■ What you have to do
Look below. Copy each line that has "begin" in it.

Stored data entries
Start of Block

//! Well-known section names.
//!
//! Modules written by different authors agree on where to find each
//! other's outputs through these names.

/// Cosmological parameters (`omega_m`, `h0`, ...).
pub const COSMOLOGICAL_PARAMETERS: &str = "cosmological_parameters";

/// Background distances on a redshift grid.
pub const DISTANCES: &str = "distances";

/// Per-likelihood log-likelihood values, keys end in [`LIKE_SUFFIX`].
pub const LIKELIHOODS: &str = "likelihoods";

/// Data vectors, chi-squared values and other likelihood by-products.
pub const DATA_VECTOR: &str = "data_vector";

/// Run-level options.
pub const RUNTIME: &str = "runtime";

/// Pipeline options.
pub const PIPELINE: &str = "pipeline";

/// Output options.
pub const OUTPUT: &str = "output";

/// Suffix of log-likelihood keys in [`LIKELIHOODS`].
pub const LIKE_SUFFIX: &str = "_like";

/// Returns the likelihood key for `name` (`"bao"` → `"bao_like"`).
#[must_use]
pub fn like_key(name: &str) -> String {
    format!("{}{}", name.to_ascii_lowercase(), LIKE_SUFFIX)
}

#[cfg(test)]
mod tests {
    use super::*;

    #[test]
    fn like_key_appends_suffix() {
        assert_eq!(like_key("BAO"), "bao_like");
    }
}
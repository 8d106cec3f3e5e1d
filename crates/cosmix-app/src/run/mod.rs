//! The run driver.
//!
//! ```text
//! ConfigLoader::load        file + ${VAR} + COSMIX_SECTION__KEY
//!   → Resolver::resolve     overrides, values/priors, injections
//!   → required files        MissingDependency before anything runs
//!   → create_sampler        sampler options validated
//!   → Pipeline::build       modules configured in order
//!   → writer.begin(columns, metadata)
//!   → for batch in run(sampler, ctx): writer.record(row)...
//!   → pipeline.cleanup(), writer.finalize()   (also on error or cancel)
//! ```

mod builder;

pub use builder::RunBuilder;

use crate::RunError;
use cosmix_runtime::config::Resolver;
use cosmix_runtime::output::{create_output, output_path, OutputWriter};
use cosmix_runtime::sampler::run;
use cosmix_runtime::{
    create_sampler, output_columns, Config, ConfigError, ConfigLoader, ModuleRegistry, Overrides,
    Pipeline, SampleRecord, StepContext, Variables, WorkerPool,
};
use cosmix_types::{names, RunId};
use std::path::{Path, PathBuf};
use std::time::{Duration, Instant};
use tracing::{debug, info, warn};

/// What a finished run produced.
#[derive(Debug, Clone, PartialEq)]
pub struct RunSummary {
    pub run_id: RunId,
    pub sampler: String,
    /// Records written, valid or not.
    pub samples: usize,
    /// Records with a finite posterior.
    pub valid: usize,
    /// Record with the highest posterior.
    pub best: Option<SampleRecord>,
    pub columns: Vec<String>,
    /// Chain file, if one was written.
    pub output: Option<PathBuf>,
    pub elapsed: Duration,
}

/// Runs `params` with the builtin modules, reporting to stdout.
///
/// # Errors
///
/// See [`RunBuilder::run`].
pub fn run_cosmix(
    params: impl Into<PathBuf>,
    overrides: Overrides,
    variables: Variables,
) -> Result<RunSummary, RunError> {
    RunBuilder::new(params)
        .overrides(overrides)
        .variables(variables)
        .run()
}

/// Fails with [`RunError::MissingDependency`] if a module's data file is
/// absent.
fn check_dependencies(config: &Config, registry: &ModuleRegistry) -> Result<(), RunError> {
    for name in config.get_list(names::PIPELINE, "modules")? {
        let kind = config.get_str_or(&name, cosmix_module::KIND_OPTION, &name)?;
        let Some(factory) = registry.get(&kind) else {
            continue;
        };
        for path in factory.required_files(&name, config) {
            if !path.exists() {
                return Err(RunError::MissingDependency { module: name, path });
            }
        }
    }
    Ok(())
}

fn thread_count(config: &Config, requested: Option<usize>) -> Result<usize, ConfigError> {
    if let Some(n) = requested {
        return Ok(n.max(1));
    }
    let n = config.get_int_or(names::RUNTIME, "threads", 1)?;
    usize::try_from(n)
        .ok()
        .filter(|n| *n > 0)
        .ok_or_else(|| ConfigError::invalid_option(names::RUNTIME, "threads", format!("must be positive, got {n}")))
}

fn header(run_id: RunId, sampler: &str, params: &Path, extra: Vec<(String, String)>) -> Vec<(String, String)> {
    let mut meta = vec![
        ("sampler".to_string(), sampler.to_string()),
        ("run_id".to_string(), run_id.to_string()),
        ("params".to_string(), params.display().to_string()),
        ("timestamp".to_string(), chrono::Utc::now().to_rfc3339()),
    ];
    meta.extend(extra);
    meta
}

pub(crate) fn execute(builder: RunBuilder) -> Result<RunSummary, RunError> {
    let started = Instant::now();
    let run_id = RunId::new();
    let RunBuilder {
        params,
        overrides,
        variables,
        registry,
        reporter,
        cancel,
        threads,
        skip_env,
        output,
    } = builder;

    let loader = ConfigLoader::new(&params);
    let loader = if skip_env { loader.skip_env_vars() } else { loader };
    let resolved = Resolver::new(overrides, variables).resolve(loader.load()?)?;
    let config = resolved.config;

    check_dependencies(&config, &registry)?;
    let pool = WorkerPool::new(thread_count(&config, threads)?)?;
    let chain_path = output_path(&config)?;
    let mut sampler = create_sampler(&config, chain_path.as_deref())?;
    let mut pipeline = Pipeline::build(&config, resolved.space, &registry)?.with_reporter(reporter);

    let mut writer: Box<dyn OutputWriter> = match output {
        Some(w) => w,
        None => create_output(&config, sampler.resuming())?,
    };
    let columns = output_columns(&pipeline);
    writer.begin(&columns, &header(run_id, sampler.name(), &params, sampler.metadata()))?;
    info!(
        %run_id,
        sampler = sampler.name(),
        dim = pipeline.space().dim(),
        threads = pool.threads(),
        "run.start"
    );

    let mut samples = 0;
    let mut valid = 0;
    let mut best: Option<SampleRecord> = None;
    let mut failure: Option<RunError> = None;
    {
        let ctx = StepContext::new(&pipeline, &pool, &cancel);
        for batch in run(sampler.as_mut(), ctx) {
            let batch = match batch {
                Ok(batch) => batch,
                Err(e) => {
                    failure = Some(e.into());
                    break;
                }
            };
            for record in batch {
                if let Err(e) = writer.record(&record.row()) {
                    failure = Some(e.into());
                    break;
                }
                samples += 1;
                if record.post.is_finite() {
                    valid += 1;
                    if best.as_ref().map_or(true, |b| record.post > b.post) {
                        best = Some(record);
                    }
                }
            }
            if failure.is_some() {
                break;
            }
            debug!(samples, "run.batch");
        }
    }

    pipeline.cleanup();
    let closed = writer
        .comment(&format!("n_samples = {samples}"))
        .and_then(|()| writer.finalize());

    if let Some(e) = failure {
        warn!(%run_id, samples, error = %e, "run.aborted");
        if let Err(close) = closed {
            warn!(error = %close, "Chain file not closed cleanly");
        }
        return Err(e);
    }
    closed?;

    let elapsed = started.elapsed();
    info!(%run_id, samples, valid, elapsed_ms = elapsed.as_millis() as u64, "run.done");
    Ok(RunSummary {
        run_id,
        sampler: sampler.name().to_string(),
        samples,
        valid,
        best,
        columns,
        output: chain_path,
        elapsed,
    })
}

End of Block

■ Task answer
//!   → writer.begin(columns, metadata)
    writer.begin(&columns, &header(run_id, sampler.name(), &params, sampler.metadata()))?;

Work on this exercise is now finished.